In July the UK Centre for Intelligent Design organised three webinars on the topic of design in virology.
Three distinguished presenters (Prof. Michael Behe, Dr Jonathan McLatchie, and Prof. Hugo van Woerden) with expertise in academic research, teaching, and public health gave fascinating insights into the molecular structure, biochemistry, and function of viruses, including Covid-19.
Their detailed diagrams of the structure and operation of viruses gave an overwhelming impression of design.
Intelligent Design proponents such as Dr Behe argue that the patterns of design in nature are not just ‘apparent’ (as critics argue) but real and intended.
The criteria for design involve not just complexity, but precise specification – a feature of the genetic material of all living things.

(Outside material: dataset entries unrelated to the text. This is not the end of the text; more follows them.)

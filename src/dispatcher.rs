//! Request Dispatcher
//!
//! Maps a named operation onto the cache store. One mutex guards the store
//! for the whole of each call, so calls never interleave.

use std::sync::Arc;

use tokio::sync::Mutex;
use tracing::debug;

use crate::cache::{encode_counter, CacheStore};
use crate::error::RpcError;
use crate::models::{CacheItem, CacheRequest, CacheResponse, Operation, ResponseItem};

/// Shared handle that serializes every call into one [`CacheStore`].
#[derive(Clone, Debug)]
pub struct Dispatcher {
    cache: Arc<Mutex<CacheStore>>,
}

impl Dispatcher {
    /// Wraps a store. The store must not be shared any other way.
    pub fn new(cache: CacheStore) -> Self {
        Self {
            cache: Arc::new(Mutex::new(cache)),
        }
    }

    /// Runs the operation named in `request`.
    ///
    /// Unknown operations are rejected before the store is locked.
    pub async fn call(&self, request: CacheRequest) -> Result<CacheResponse, RpcError> {
        let op: Operation = request
            .operation
            .parse()
            .map_err(|_| RpcError::unimplemented(&request.operation))?;

        debug!(operation = %op, key = %request.item.key, "dispatching cache call");

        let mut cache = self.cache.lock().await;
        execute(&mut cache, op, request)
    }

    /// Runs `f` with the store locked, for callers that need several
    /// operations to happen atomically.
    pub async fn with_cache<R>(&self, f: impl FnOnce(&mut CacheStore) -> R) -> R {
        let mut cache = self.cache.lock().await;
        f(&mut cache)
    }
}

fn execute(
    cache: &mut CacheStore,
    op: Operation,
    request: CacheRequest,
) -> Result<CacheResponse, RpcError> {
    let ttl = request.item.ttl_duration();
    let CacheRequest {
        item:
            CacheItem {
                key,
                value,
                cas: expected,
                ..
            },
        append,
        prepend,
        increment,
        decrement,
        ..
    } = request;
    let key = key.as_str();
    let fail = |err| RpcError::from_cache(op, err);

    let item = match op {
        Operation::Set => {
            let cas = cache.set(key, value, ttl);
            ResponseItem::new(key).with_cas(cas)
        }
        Operation::Cas => {
            let cas = cache.cas(key, value, ttl, expected).map_err(fail)?;
            ResponseItem::new(key).with_cas(cas)
        }
        Operation::Get => {
            let value = cache.get(key).map_err(fail)?;
            ResponseItem::new(key).with_value(value)
        }
        Operation::Gets => {
            let (value, cas) = cache.gets(key).map_err(fail)?;
            ResponseItem::new(key).with_value(value).with_cas(cas)
        }
        Operation::Add => {
            let cas = cache.add(key, value, ttl).map_err(fail)?;
            ResponseItem::new(key).with_cas(cas)
        }
        Operation::Replace => {
            let cas = cache.replace(key, value, ttl).map_err(fail)?;
            ResponseItem::new(key).with_cas(cas)
        }
        Operation::Delete => {
            cache.delete(key);
            return Ok(CacheResponse::empty());
        }
        Operation::Touch => {
            let cas = cache.touch(key, ttl).map_err(fail)?;
            ResponseItem::new(key).with_cas(cas)
        }
        Operation::Append => {
            let cas = cache.append(key, &append, ttl).map_err(fail)?;
            ResponseItem::new(key).with_cas(cas)
        }
        Operation::Prepend => {
            let cas = cache.prepend(key, &prepend, ttl).map_err(fail)?;
            ResponseItem::new(key).with_cas(cas)
        }
        Operation::Increment => {
            let update = cache.increment(key, increment).map_err(fail)?;
            ResponseItem::new(key)
                .with_value(encode_counter(update.value))
                .with_cas(update.cas)
        }
        Operation::Decrement => {
            let update = cache.decrement(key, decrement).map_err(fail)?;
            ResponseItem::new(key)
                .with_value(encode_counter(update.value))
                .with_cas(update.cas)
        }
        Operation::FlushAll => {
            cache.flush_all();
            return Ok(CacheResponse::empty());
        }
    };

    Ok(CacheResponse::with_item(item))
}

#[cfg(test)]
mod tests {
    use super::*;
    use crate::cache::decode_counter;
    use crate::error::ErrorCode;
    use tokio_test::{assert_err, assert_ok};

    fn dispatcher(max_entries: usize) -> Dispatcher {
        Dispatcher::new(CacheStore::new(max_entries))
    }

    fn request(op: Operation, key: &str) -> CacheRequest {
        CacheRequest::new(op, CacheItem::new(key))
    }

    fn set(key: &str, value: &[u8]) -> CacheRequest {
        CacheRequest::new(Operation::Set, CacheItem::new(key).with_value(value))
    }

    async fn value_of(d: &Dispatcher, key: &str) -> Vec<u8> {
        let resp = assert_ok!(d.call(request(Operation::Get, key)).await);
        resp.item.unwrap().value
    }

    #[tokio::test]
    async fn test_set_then_get() {
        let d = dispatcher(0);

        let resp = assert_ok!(d.call(set("foo", b"bar")).await);
        assert_eq!(resp.item, Some(ResponseItem::new("foo").with_cas(1)));

        let resp = assert_ok!(d.call(request(Operation::Get, "foo")).await);
        assert_eq!(resp.item, Some(ResponseItem::new("foo").with_value("bar")));
    }

    #[tokio::test]
    async fn test_gets_and_cas() {
        let d = dispatcher(0);
        assert_ok!(d.call(set("foo", b"bar")).await);

        let resp = assert_ok!(d.call(request(Operation::Gets, "foo")).await);
        assert_eq!(resp.item.as_ref().map(|i| i.cas), Some(1));

        let swap = CacheRequest::new(
            Operation::Cas,
            CacheItem::new("foo").with_value("bluh").with_cas(1),
        );
        assert_ok!(d.call(swap).await);

        let resp = assert_ok!(d.call(request(Operation::Gets, "foo")).await);
        assert_eq!(
            resp.item,
            Some(ResponseItem::new("foo").with_value("bluh").with_cas(2))
        );

        let stale = CacheRequest::new(
            Operation::Cas,
            CacheItem::new("foo").with_value("nope").with_cas(9),
        );
        let err = assert_err!(d.call(stale).await);
        assert_eq!(err.code, ErrorCode::AlreadyExists);
    }

    #[tokio::test]
    async fn test_add_and_replace() {
        let d = dispatcher(0);
        let add = CacheRequest::new(Operation::Add, CacheItem::new("foo").with_value("bar"));

        assert_ok!(d.call(add.clone()).await);
        let err = assert_err!(d.call(add).await);
        assert_eq!(err.code, ErrorCode::AlreadyExists);
        assert_eq!(err.message, "ADD error: 'foo' exists");

        let replace = |key: &str| {
            CacheRequest::new(Operation::Replace, CacheItem::new(key).with_value("rar"))
        };
        let err = assert_err!(d.call(replace("missing")).await);
        assert_eq!(err.code, ErrorCode::NotFound);

        assert_ok!(d.call(replace("foo")).await);
        assert_eq!(value_of(&d, "foo").await, b"rar");
    }

    #[tokio::test]
    async fn test_delete_and_flush_return_no_item() {
        let d = dispatcher(0);
        assert_ok!(d.call(set("a", b"1")).await);
        assert_ok!(d.call(set("b", b"2")).await);

        let resp = assert_ok!(d.call(request(Operation::Delete, "a")).await);
        assert_eq!(resp.item, None);
        // deleting again is not an error
        assert_ok!(d.call(request(Operation::Delete, "a")).await);

        let resp = assert_ok!(d.call(CacheRequest::new(Operation::FlushAll, CacheItem::default())).await);
        assert_eq!(resp.item, None);
        assert!(d.with_cache(|cache| cache.is_empty()).await);
    }

    #[tokio::test]
    async fn test_touch_append_prepend() {
        let d = dispatcher(0);
        let err = assert_err!(d.call(request(Operation::Touch, "foo")).await);
        assert_eq!(err.code, ErrorCode::NotFound);

        assert_ok!(d.call(set("foo", b"bar")).await);
        let resp = assert_ok!(d.call(request(Operation::Touch, "foo")).await);
        assert_eq!(resp.item.map(|i| i.cas), Some(2));

        assert_ok!(d.call(request(Operation::Append, "foo").with_append("tail")).await);
        assert_ok!(d.call(request(Operation::Prepend, "foo").with_prepend("head")).await);
        assert_eq!(value_of(&d, "foo").await, b"headbartail");

        let err = assert_err!(d.call(request(Operation::Append, "nope").with_append("x")).await);
        assert_eq!(err.code, ErrorCode::NotFound);
    }

    #[tokio::test]
    async fn test_increment_decrement() {
        let d = dispatcher(0);
        assert_ok!(d.call(set("foo", &encode_counter(20))).await);

        let resp = assert_ok!(d.call(request(Operation::Increment, "foo").with_increment(23)).await);
        let item = resp.item.unwrap();
        assert_eq!(decode_counter(&item.value), Ok(43));
        assert_eq!(decode_counter(&value_of(&d, "foo").await), Ok(43));

        assert_ok!(d.call(request(Operation::Decrement, "foo").with_decrement(23)).await);
        assert_eq!(decode_counter(&value_of(&d, "foo").await), Ok(20));
    }

    #[tokio::test]
    async fn test_increment_on_non_counter() {
        let d = dispatcher(0);
        assert_ok!(d.call(set("foo", &[0x80])).await);

        let err = assert_err!(d.call(request(Operation::Increment, "foo").with_increment(1)).await);
        assert_eq!(err.code, ErrorCode::InvalidArgument);

        let err = assert_err!(d.call(request(Operation::Decrement, "missing").with_decrement(1)).await);
        assert_eq!(err.code, ErrorCode::NotFound);
    }

    #[tokio::test]
    async fn test_unknown_operation() {
        let d = dispatcher(0);
        let req = CacheRequest {
            operation: "FROB".to_string(),
            ..CacheRequest::default()
        };

        let err = assert_err!(d.call(req).await);
        assert_eq!(err.code, ErrorCode::Unimplemented);
        assert_eq!(d.with_cache(|cache| cache.len()).await, 0);
    }

    #[tokio::test]
    async fn test_lru_through_dispatcher() {
        let d = dispatcher(3);
        for key in ["foo", "bar", "thing", "another"] {
            let add = CacheRequest::new(Operation::Add, CacheItem::new(key).with_value(key));
            assert_ok!(d.call(add).await);
        }

        let err = assert_err!(d.call(request(Operation::Get, "foo")).await);
        assert_eq!(err.code, ErrorCode::NotFound);
        assert_eq!(value_of(&d, "another").await, b"another");
    }

    #[tokio::test]
    async fn test_with_cache_batches_operations() {
        let d = dispatcher(0);

        let (first, second) = d
            .with_cache(|cache| {
                let first = cache.set("a", b"1".to_vec(), Default::default());
                let second = cache.add("a", b"2".to_vec(), Default::default());
                (first, second)
            })
            .await;

        assert_eq!(first, 1);
        assert!(second.is_err());
    }

    #[tokio::test(flavor = "multi_thread", worker_threads = 4)]
    async fn test_concurrent_calls_get_unique_versions() {
        let d = dispatcher(0);
        let mut handles = Vec::new();

        for i in 0..64 {
            let d = d.clone();
            handles.push(tokio::spawn(async move {
                let key = format!("key{}", i % 8);
                let resp = d.call(set(&key, b"v")).await.unwrap();
                resp.item.unwrap().cas
            }));
        }

        let mut versions = Vec::new();
        for handle in handles {
            versions.push(handle.await.unwrap());
        }
        versions.sort_unstable();
        assert_eq!(versions, (1..=64).collect::<Vec<u64>>());
    }
}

However, many scientists still resist the idea of design in nature. Such a stance is based on the unproveable philosophy of naturalism: a belief which excludes the possibility of supernatural causes and accepts natural processes alone.
But there remains a troubling question. Why would a Designer allow viruses which kill?
Dr Behe offered two interesting responses. Firstly, viruses have positive functions in nature – controlling bacteria and stimulating immune systems, for example.
Secondly, some creatures can turn harmful – lions can attack and snakes can bite. These ‘undesirable’ features of some living things do not negate evidence of design. However, these considerations take us deep into philosophy and theology.
Perhaps C. S. Lewis’s profound comment is relevant: ‘God whispers to us in our pleasures, speaks in our conscience, but shouts in our pains: it is his megaphone to rouse a deaf world.’